— Stored data —
//! Local filesystem archive backend.
//!
//! Events append as line-delimited JSON to `audit-YYYYMMDD-HHMMSS.json`
//! files that rotate by size or age; rotated files can be gzipped. An
//! optional shadow directory (`<path>.shadow`) mirrors every write for local
//! redundancy. Shadow failures are recorded but never fail the primary
//! write.

use std::fs::{self, File, OpenOptions};
use std::io::{BufRead, BufReader, Read, Write};
use std::path::{Path, PathBuf};
use std::sync::atomic::{AtomicBool, AtomicU64, Ordering};
use std::sync::Mutex;
use std::time::{Duration, Instant};

use chrono::{DateTime, Utc};
use flate2::write::GzEncoder;
use flate2::Compression;
use gneiss_types::{LogEvent, SyncMode};

use crate::backend::{Backend, BackendIntegrityReport};
use crate::error::{BackendError, Result};

/// Default rotation size (64 MiB).
pub const DEFAULT_MAX_SIZE: u64 = 64 * 1024 * 1024;

/// Default rotation age (1 hour).
pub const DEFAULT_MAX_AGE: Duration = Duration::from_secs(60 * 60);

/// Filesystem backend configuration.
#[derive(Debug, Clone)]
pub struct FilesystemConfig {
    /// Archive directory.
    pub path: PathBuf,
    /// When writes reach stable storage.
    pub sync_mode: SyncMode,
    /// Size rotation trigger.
    pub max_size: u64,
    /// Age rotation trigger.
    pub max_age: Duration,
    /// Gzip files on rotation.
    pub compress: bool,
    /// Mirror writes into `<path>.shadow`.
    pub shadow: bool,
}

impl FilesystemConfig {
    pub fn new(path: impl Into<PathBuf>) -> Self {
        Self {
            path: path.into(),
            sync_mode: SyncMode::Batch,
            max_size: DEFAULT_MAX_SIZE,
            max_age: DEFAULT_MAX_AGE,
            compress: false,
            shadow: false,
        }
    }
}

struct ActiveFile {
    file: File,
    path: PathBuf,
    size: u64,
    opened_at: Instant,
}

struct FsState {
    active: Option<ActiveFile>,
    shadow_active: Option<ActiveFile>,
    last_sync: Instant,
}

/// Rotating line-delimited JSON archive on the local filesystem.
pub struct FilesystemBackend {
    name: String,
    config: FilesystemConfig,
    shadow_dir: Option<PathBuf>,
    state: Mutex<FsState>,
    shadow_errors: AtomicU64,
    closed: AtomicBool,
}

impl std::fmt::Debug for FilesystemBackend {
    fn fmt(&self, f: &mut std::fmt::Formatter<'_>) -> std::fmt::Result {
        f.debug_struct("FilesystemBackend")
            .field("path", &self.config.path)
            .field("shadow", &self.config.shadow)
            .finish_non_exhaustive()
    }
}

fn archive_file_name(now: DateTime<Utc>, discriminator: u32) -> String {
    let stamp = now.format("%Y%m%d-%H%M%S");
    if discriminator == 0 {
        format!("audit-{stamp}.json")
    } else {
        format!("audit-{stamp}-{discriminator}.json")
    }
}

fn is_archive_file(name: &str) -> bool {
    name.starts_with("audit-") && (name.ends_with(".json") || name.ends_with(".json.gz"))
}

fn open_archive_file(dir: &Path) -> Result<ActiveFile> {
    fs::create_dir_all(dir)?;
    let now = Utc::now();
    // Rotations inside one second need a discriminator to avoid reopening
    // the file (or clobbering the gzip) that was just rotated out.
    for discriminator in 0..1000 {
        let path = dir.join(archive_file_name(now, discriminator));
        let gz_path = {
            let mut os = path.as_os_str().to_owned();
            os.push(".gz");
            PathBuf::from(os)
        };
        if path.exists() || gz_path.exists() {
            continue;
        }
        let file = OpenOptions::new().create_new(true).append(true).open(&path)?;
        return Ok(ActiveFile {
            file,
            path,
            size: 0,
            opened_at: Instant::now(),
        });
    }
    Err(BackendError::Operation {
        backend: "filesystem".to_string(),
        op: "rotate",
        cause: "could not find a free archive file name".to_string(),
        retryable: false,
    })
}

/// Gzips `path` to `path.gz` and removes the original.
fn compress_file(path: &Path) -> Result<()> {
    let mut source = File::open(path)?;
    let gz_path = {
        let mut os = path.as_os_str().to_owned();
        os.push(".gz");
        PathBuf::from(os)
    };
    let mut encoder = GzEncoder::new(File::create(&gz_path)?, Compression::default());
    std::io::copy(&mut source, &mut encoder)?;
    encoder.finish()?.sync_all()?;
    fs::remove_file(path)?;
    Ok(())
}

impl FilesystemBackend {
    /// Opens (creating directories as needed) a filesystem backend.
    pub fn open(config: FilesystemConfig) -> Result<Self> {
        fs::create_dir_all(&config.path)?;
        let shadow_dir = if config.shadow {
            let mut os = config.path.as_os_str().to_owned();
            os.push(".shadow");
            let dir = PathBuf::from(os);
            fs::create_dir_all(&dir)?;
            Some(dir)
        } else {
            None
        };

        Ok(Self {
            name: "filesystem".to_string(),
            config,
            shadow_dir,
            state: Mutex::new(FsState {
                active: None,
                shadow_active: None,
                last_sync: Instant::now(),
            }),
            shadow_errors: AtomicU64::new(0),
            closed: AtomicBool::new(false),
        })
    }

    /// Shadow-write failures observed so far.
    pub fn shadow_error_count(&self) -> u64 {
        self.shadow_errors.load(Ordering::Relaxed)
    }

    fn lock_state(&self) -> std::sync::MutexGuard<'_, FsState> {
        self.state.lock().expect("filesystem state mutex poisoned")
    }

    /// Rotates `active` out (compressing if configured) and opens a fresh
    /// file in `dir`.
    fn rotate(&self, slot: &mut Option<ActiveFile>, dir: &Path) -> Result<()> {
        if let Some(active) = slot.take() {
            active.file.sync_all()?;
            let path = active.path.clone();
            drop(active);
            if self.config.compress {
                compress_file(&path)?;
            }
            tracing::info!(file = %path.display(), "rotated archive file");
        }
        *slot = Some(open_archive_file(dir)?);
        Ok(())
    }

    fn ensure_active(&self, state: &mut FsState, incoming: u64) -> Result<()> {
        let needs_rotation = state.active.as_ref().is_some_and(|active| {
            (active.size > 0 && active.size + incoming > self.config.max_size)
                || active.opened_at.elapsed() >= self.config.max_age
        });
        if state.active.is_none() || needs_rotation {
            let dir = self.config.path.clone();
            self.rotate(&mut state.active, &dir)?;
        }

        if let Some(shadow_dir) = &self.shadow_dir {
            let shadow_needs_rotation = state.shadow_active.as_ref().is_some_and(|active| {
                (active.size > 0 && active.size + incoming > self.config.max_size)
                    || active.opened_at.elapsed() >= self.config.max_age
            });
            if state.shadow_active.is_none() || shadow_needs_rotation {
                let dir = shadow_dir.clone();
                if let Err(err) = self.rotate(&mut state.shadow_active, &dir) {
                    self.shadow_errors.fetch_add(1, Ordering::Relaxed);
                    tracing::warn!(error = %err, "shadow rotation failed");
                    state.shadow_active = None;
                }
            }
        }
        Ok(())
    }

    fn sync_files(&self, state: &mut FsState) -> Result<()> {
        if let Some(active) = &state.active {
            active.file.sync_all()?;
        }
        if let Some(shadow) = &state.shadow_active {
            if let Err(err) = shadow.file.sync_all() {
                self.shadow_errors.fetch_add(1, Ordering::Relaxed);
                tracing::warn!(error = %err, "shadow fsync failed");
            }
        }
        state.last_sync = Instant::now();
        Ok(())
    }

    fn archive_files(dir: &Path) -> Result<Vec<PathBuf>> {
        let mut files = Vec::new();
        if !dir.exists() {
            return Ok(files);
        }
        for entry in fs::read_dir(dir)? {
            let entry = entry?;
            if entry
                .file_name()
                .to_str()
                .is_some_and(is_archive_file)
            {
                files.push(entry.path());
            }
        }
        files.sort();
        Ok(files)
    }

    /// Decodes every event line in an archive file (gz-aware).
    fn decode_file(path: &Path) -> Result<Vec<LogEvent>> {
        let raw: Box<dyn Read> = if path.extension().is_some_and(|e| e == "gz") {
            Box::new(flate2::read::GzDecoder::new(File::open(path)?))
        } else {
            Box::new(File::open(path)?)
        };

        let mut events = Vec::new();
        for line in BufReader::new(raw).lines() {
            let line = line?;
            if line.is_empty() {
                continue;
            }
            events.push(serde_json::from_str(&line)?);
        }
        Ok(events)
    }
}

impl Backend for FilesystemBackend {
    fn name(&self) -> &str {
        &self.name
    }

    fn write_batch(&self, events: &[LogEvent]) -> Result<()> {
        if self.closed.load(Ordering::Acquire) {
            return Err(BackendError::Closed);
        }
        if events.is_empty() {
            return Ok(());
        }

        let mut encoded = Vec::with_capacity(events.len() * 256);
        for event in events {
            serde_json::to_writer(&mut encoded, event)?;
            encoded.push(b'\n');
        }

        let mut state = self.lock_state();
        self.ensure_active(&mut state, encoded.len() as u64)?;

        let active = state.active.as_mut().expect("ensure_active opened a file");
        active.file.write_all(&encoded)?;
        active.size += encoded.len() as u64;

        if let Some(shadow) = state.shadow_active.as_mut() {
            if let Err(err) = shadow.file.write_all(&encoded) {
                self.shadow_errors.fetch_add(1, Ordering::Relaxed);
                tracing::warn!(error = %err, "shadow write failed");
            } else {
                shadow.size += encoded.len() as u64;
            }
        }

        match self.config.sync_mode {
            SyncMode::Immediate => self.sync_files(&mut state)?,
            SyncMode::Interval(period) if state.last_sync.elapsed() >= period => {
                self.sync_files(&mut state)?;
            }
            SyncMode::Batch | SyncMode::Interval(_) => {}
        }
        Ok(())
    }

    fn read_range(&self, start: DateTime<Utc>, end: DateTime<Utc>) -> Result<Vec<LogEvent>> {
        self.flush()?;
        let mut results = Vec::new();
        for path in Self::archive_files(&self.config.path)? {
            for event in Self::decode_file(&path)? {
                if event.timestamp >= start && event.timestamp <= end {
                    results.push(event);
                }
            }
        }
        results.sort_by_key(|e| e.timestamp);
        Ok(results)
    }

    fn verify_integrity(&self) -> Result<BackendIntegrityReport> {
        self.flush()?;
        let mut report = BackendIntegrityReport::new(self.name.clone());

        let primary = Self::archive_files(&self.config.path)?;
        for path in &primary {
            report.objects_checked += 1;
            match Self::decode_file(path) {
                Ok(events) => report.events_decoded += events.len() as u64,
                Err(err) => report.fail(format!("{}: {err}", path.display())),
            }
        }

        if let Some(shadow_dir) = &self.shadow_dir {
            let shadow = Self::archive_files(shadow_dir)?;
            if shadow.len() != primary.len() {
                report.warnings.push(format!(
                    "shadow file count {} differs from primary {}",
                    shadow.len(),
                    primary.len()
                ));
            }
        }
        if self.shadow_error_count() > 0 {
            report
                .warnings
                .push(format!("{} shadow write errors", self.shadow_error_count()));
        }
        Ok(report)
    }

    fn flush(&self) -> Result<()> {
        let mut state = self.lock_state();
        self.sync_files(&mut state)
    }

    fn close(&self) -> Result<()> {
        if self.closed.swap(true, Ordering::AcqRel) {
            return Ok(());
        }
        let mut state = self.lock_state();
        self.sync_files(&mut state)?;
        state.active = None;
        state.shadow_active = None;
        Ok(())
    }
}

impl Drop for FilesystemBackend {
    fn drop(&mut self) {
        if let Err(err) = self.close() {
            tracing::error!(error = %err, "failed to close filesystem backend during drop");
        }
    }
}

— How to complete this task —
Tally up the lines above containing "append"; the number is the full answer.

— Expected output —
2